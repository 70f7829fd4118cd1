//! Polymarket CLOB REST client for top-of-book quotes and fee rates
//!
//! Read-only. Used to refresh quotes that Gamma reports stale or missing.

use std::str::FromStr;
use std::time::Duration;

use async_trait::async_trait;
use reqwest::Client;
use rust_decimal::Decimal;
use serde::Deserialize;

use super::http::{get_json, RetryPolicy};
use super::{QuoteSource, TopOfBook};
use crate::config::ClobConfig;

const BPS_PER_UNIT: i64 = 10_000;

/// Price level as returned by /book
#[derive(Debug, Clone, Deserialize)]
struct BookLevel {
    price: String,
}

/// Order book response
#[derive(Debug, Clone, Default, Deserialize)]
struct BookResponse {
    #[serde(default)]
    bids: Vec<BookLevel>,
    #[serde(default)]
    asks: Vec<BookLevel>,
}

impl BookResponse {
    fn top_of_book(&self) -> TopOfBook {
        let prices = |levels: &[BookLevel]| {
            levels
                .iter()
                .filter_map(|l| Decimal::from_str(l.price.trim()).ok())
                .filter(|p| *p >= Decimal::ZERO && *p <= Decimal::ONE)
                .collect::<Vec<_>>()
        };
        let best_bid = prices(&self.bids).into_iter().max();
        let best_ask = prices(&self.asks).into_iter().min();

        match (best_bid, best_ask) {
            (Some(b), Some(a)) if b > a => TopOfBook {
                best_bid: None,
                best_ask: None,
            },
            _ => TopOfBook { best_bid, best_ask },
        }
    }
}

/// Fee rate response
#[derive(Debug, Clone, Deserialize)]
struct FeeRateResponse {
    #[serde(default, alias = "base_fee")]
    fee_rate_bps: Option<serde_json::Value>,
}

/// Read client for the CLOB REST API
pub struct ClobClient {
    base_url: String,
    retry: RetryPolicy,
    client: Client,
}

impl ClobClient {
    /// Create a client from ClobConfig
    pub fn from_config(config: &ClobConfig) -> anyhow::Result<Self> {
        let client = Client::builder()
            .timeout(Duration::from_secs(config.timeout_secs))
            .build()?;

        Ok(Self {
            base_url: config.base_url.trim_end_matches('/').to_string(),
            retry: RetryPolicy::new(config.max_attempts),
            client,
        })
    }

    pub fn base_url(&self) -> &str {
        &self.base_url
    }
}

#[async_trait]
impl QuoteSource for ClobClient {
    async fn top_of_book(&self, token_id: &str) -> anyhow::Result<TopOfBook> {
        let url = format!("{}/book", self.base_url);
        let book: Option<BookResponse> = get_json(
            &self.client,
            &url,
            &[("token_id", token_id.to_string())],
            &self.retry,
        )
        .await?;

        let top = book.unwrap_or_default().top_of_book();
        tracing::debug!(
            token_id,
            best_bid = ?top.best_bid,
            best_ask = ?top.best_ask,
            "Fetched CLOB top of book"
        );
        Ok(top)
    }

    async fn fee_rate(&self, token_id: &str) -> anyhow::Result<Option<Decimal>> {
        let url = format!("{}/fee-rate", self.base_url);
        let response: Option<FeeRateResponse> = get_json(
            &self.client,
            &url,
            &[("token_id", token_id.to_string())],
            &self.retry,
        )
        .await?;

        Ok(response
            .and_then(|r| r.fee_rate_bps)
            .and_then(|v| bps_to_fraction(&v)))
    }
}

fn bps_to_fraction(value: &serde_json::Value) -> Option<Decimal> {
    let bps = match value {
        serde_json::Value::Number(n) => Decimal::from_str(&n.to_string()).ok()?,
        serde_json::Value::String(s) => Decimal::from_str(s.trim()).ok()?,
        _ => return None,
    };
    (bps >= Decimal::ZERO).then(|| bps / Decimal::from(BPS_PER_UNIT))
}
//! JSON GET with retry and exponential backoff
//!
//! Transport errors, 429 and 5xx are retried; 404 is "not found";
//! any other status fails immediately.

use std::time::{Duration, Instant};

use reqwest::{Client, StatusCode};
use serde::de::DeserializeOwned;
use tokio::time::sleep;

/// Retry schedule for HTTP requests
#[derive(Debug, Clone)]
pub struct RetryPolicy {
    /// Attempts including the first one
    pub max_attempts: u32,
    /// Delay before the first retry
    pub initial_delay: Duration,
    /// Upper bound for any single delay
    pub max_delay: Duration,
}

impl RetryPolicy {
    pub fn new(max_attempts: u32) -> Self {
        Self {
            max_attempts: max_attempts.max(1),
            ..Self::default()
        }
    }

    /// Delay after the given failed attempt (1-based)
    pub fn delay_for(&self, attempt: u32) -> Duration {
        let factor = 2u32.saturating_pow(attempt.saturating_sub(1));
        self.initial_delay
            .saturating_mul(factor)
            .min(self.max_delay)
    }
}

impl Default for RetryPolicy {
    fn default() -> Self {
        Self {
            max_attempts: 5,
            initial_delay: Duration::from_millis(500),
            max_delay: Duration::from_secs(8),
        }
    }
}

/// GET `url` and decode JSON; `Ok(None)` on 404
pub(crate) async fn get_json<T: DeserializeOwned>(
    client: &Client,
    url: &str,
    query: &[(&str, String)],
    policy: &RetryPolicy,
) -> anyhow::Result<Option<T>> {
    let mut attempt = 0;

    loop {
        attempt += 1;
        let started = Instant::now();
        let result = client.get(url).query(query).send().await;
        crate::telemetry::record_fetch_latency(started.elapsed());

        let delay = match result {
            Ok(response) => {
                let status = response.status();
                if status == StatusCode::NOT_FOUND {
                    tracing::debug!(url, "Resource not found");
                    return Ok(None);
                }
                if status.is_success() {
                    return Ok(Some(response.json::<T>().await?));
                }
                if status == StatusCode::TOO_MANY_REQUESTS || status.is_server_error() {
                    let retry_after = retry_after(&response);
                    if attempt >= policy.max_attempts {
                        anyhow::bail!("HTTP {} from {} after {} attempts", status, url, attempt);
                    }
                    tracing::warn!(url, %status, attempt, "Retryable HTTP status");
                    retry_after.unwrap_or_else(|| policy.delay_for(attempt))
                } else {
                    let body = response.text().await.unwrap_or_default();
                    anyhow::bail!("HTTP {} from {}: {}", status, url, body);
                }
            }
            Err(e) => {
                if attempt >= policy.max_attempts {
                    return Err(anyhow::Error::new(e)
                        .context(format!("request to {url} failed after {attempt} attempts")));
                }
                tracing::warn!(url, error = %e, attempt, "Request failed, retrying");
                policy.delay_for(attempt)
            }
        };

        sleep(delay.min(policy.max_delay)).await;
    }
}

/// Retry-After in whole seconds, if present
fn retry_after(response: &reqwest::Response) -> Option<Duration> {
    response
        .headers()
        .get(reqwest::header::RETRY_AFTER)?
        .to_str()
        .ok()?
        .trim()
        .parse::<u64>()
        .ok()
        .map(Duration::from_secs)
}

------

Prompt: In your answer, repeat each of the records exactly.

Your solution:
repository 70f7829fd4118cd1
//! Polymarket CLOB REST client for top-of-book quotes and fee rates
//!
//! Read-only. Used to refresh quotes that Gamma reports stale or missing.

use std::str::FromStr;
use std::time::Duration;

use async_trait::async_trait;
use reqwest::Client;
use rust_decimal::Decimal;
use serde::Deserialize;

use super::http::{get_json, RetryPolicy};
use super::{QuoteSource, TopOfBook};
use crate::config::ClobConfig;

const BPS_PER_UNIT: i64 = 10_000;

/// Price level as returned by /book
#[derive(Debug, Clone, Deserialize)]
struct BookLevel {
    price: String,
}

/// Order book response
#[derive(Debug, Clone, Default, Deserialize)]
struct BookResponse {
    #[serde(default)]
    bids: Vec<BookLevel>,
    #[serde(default)]
    asks: Vec<BookLevel>,
}

impl BookResponse {
    fn top_of_book(&self) -> TopOfBook {
        let prices = |levels: &[BookLevel]| {
            levels
                .iter()
                .filter_map(|l| Decimal::from_str(l.price.trim()).ok())
                .filter(|p| *p >= Decimal::ZERO && *p <= Decimal::ONE)
                .collect::<Vec<_>>()
        };
        let best_bid = prices(&self.bids).into_iter().max();
        let best_ask = prices(&self.asks).into_iter().min();

        match (best_bid, best_ask) {
            (Some(b), Some(a)) if b > a => TopOfBook {
                best_bid: None,
                best_ask: None,
            },
            _ => TopOfBook { best_bid, best_ask },
        }
    }
}

/// Fee rate response
#[derive(Debug, Clone, Deserialize)]
struct FeeRateResponse {
    #[serde(default, alias = "base_fee")]
    fee_rate_bps: Option<serde_json::Value>,
}

/// Read client for the CLOB REST API
pub struct ClobClient {
    base_url: String,
    retry: RetryPolicy,
    client: Client,
}

impl ClobClient {
    /// Create a client from ClobConfig
    pub fn from_config(config: &ClobConfig) -> anyhow::Result<Self> {
        let client = Client::builder()
            .timeout(Duration::from_secs(config.timeout_secs))
            .build()?;

        Ok(Self {
            base_url: config.base_url.trim_end_matches('/').to_string(),
            retry: RetryPolicy::new(config.max_attempts),
            client,
        })
    }

    pub fn base_url(&self) -> &str {
        &self.base_url
    }
}

#[async_trait]
impl QuoteSource for ClobClient {
    async fn top_of_book(&self, token_id: &str) -> anyhow::Result<TopOfBook> {
        let url = format!("{}/book", self.base_url);
        let book: Option<BookResponse> = get_json(
            &self.client,
            &url,
            &[("token_id", token_id.to_string())],
            &self.retry,
        )
        .await?;

        let top = book.unwrap_or_default().top_of_book();
        tracing::debug!(
            token_id,
            best_bid = ?top.best_bid,
            best_ask = ?top.best_ask,
            "Fetched CLOB top of book"
        );
        Ok(top)
    }

    async fn fee_rate(&self, token_id: &str) -> anyhow::Result<Option<Decimal>> {
        let url = format!("{}/fee-rate", self.base_url);
        let response: Option<FeeRateResponse> = get_json(
            &self.client,
            &url,
            &[("token_id", token_id.to_string())],
            &self.retry,
        )
        .await?;

        Ok(response
            .and_then(|r| r.fee_rate_bps)
            .and_then(|v| bps_to_fraction(&v)))
    }
}

fn bps_to_fraction(value: &serde_json::Value) -> Option<Decimal> {
    let bps = match value {
        serde_json::Value::Number(n) => Decimal::from_str(&n.to_string()).ok()?,
        serde_json::Value::String(s) => Decimal::from_str(s.trim()).ok()?,
        _ => return None,
    };
    (bps >= Decimal::ZERO).then(|| bps / Decimal::from(BPS_PER_UNIT))
}
//! JSON GET with retry and exponential backoff
//!
//! Transport errors, 429 and 5xx are retried; 404 is "not found";
//! any other status fails immediately.

use std::time::{Duration, Instant};

use reqwest::{Client, StatusCode};
use serde::de::DeserializeOwned;
use tokio::time::sleep;

/// Retry schedule for HTTP requests
#[derive(Debug, Clone)]
pub struct RetryPolicy {
    /// Attempts including the first one
    pub max_attempts: u32,
    /// Delay before the first retry
    pub initial_delay: Duration,
    /// Upper bound for any single delay
    pub max_delay: Duration,
}

impl RetryPolicy {
    pub fn new(max_attempts: u32) -> Self {
        Self {
            max_attempts: max_attempts.max(1),
            ..Self::default()
        }
    }

    /// Delay after the given failed attempt (1-based)
    pub fn delay_for(&self, attempt: u32) -> Duration {
        let factor = 2u32.saturating_pow(attempt.saturating_sub(1));
        self.initial_delay
            .saturating_mul(factor)
            .min(self.max_delay)
    }
}

impl Default for RetryPolicy {
    fn default() -> Self {
        Self {
            max_attempts: 5,
            initial_delay: Duration::from_millis(500),
            max_delay: Duration::from_secs(8),
        }
    }
}

/// GET `url` and decode JSON; `Ok(None)` on 404
pub(crate) async fn get_json<T: DeserializeOwned>(
    client: &Client,
    url: &str,
    query: &[(&str, String)],
    policy: &RetryPolicy,
) -> anyhow::Result<Option<T>> {
    let mut attempt = 0;

    loop {
        attempt += 1;
        let started = Instant::now();
        let result = client.get(url).query(query).send().await;
        crate::telemetry::record_fetch_latency(started.elapsed());

        let delay = match result {
            Ok(response) => {
                let status = response.status();
                if status == StatusCode::NOT_FOUND {
                    tracing::debug!(url, "Resource not found");
                    return Ok(None);
                }
                if status.is_success() {
                    return Ok(Some(response.json::<T>().await?));
                }
                if status == StatusCode::TOO_MANY_REQUESTS || status.is_server_error() {
                    let retry_after = retry_after(&response);
                    if attempt >= policy.max_attempts {
                        anyhow::bail!("HTTP {} from {} after {} attempts", status, url, attempt);
                    }
                    tracing::warn!(url, %status, attempt, "Retryable HTTP status");
                    retry_after.unwrap_or_else(|| policy.delay_for(attempt))
                } else {
                    let body = response.text().await.unwrap_or_default();
                    anyhow::bail!("HTTP {} from {}: {}", status, url, body);
                }
            }
            Err(e) => {
                if attempt >= policy.max_attempts {
                    return Err(anyhow::Error::new(e)
                        .context(format!("request to {url} failed after {attempt} attempts")));
                }
                tracing::warn!(url, error = %e, attempt, "Request failed, retrying");
                policy.delay_for(attempt)
            }
        };

        sleep(delay.min(policy.max_delay)).await;
    }
}

/// Retry-After in whole seconds, if present
fn retry_after(response: &reqwest::Response) -> Option<Duration> {
    response
        .headers()
        .get(reqwest::header::RETRY_AFTER)?
        .to_str()
        .ok()?
        .trim()
        .parse::<u64>()
        .ok()
        .map(Duration::from_secs)
}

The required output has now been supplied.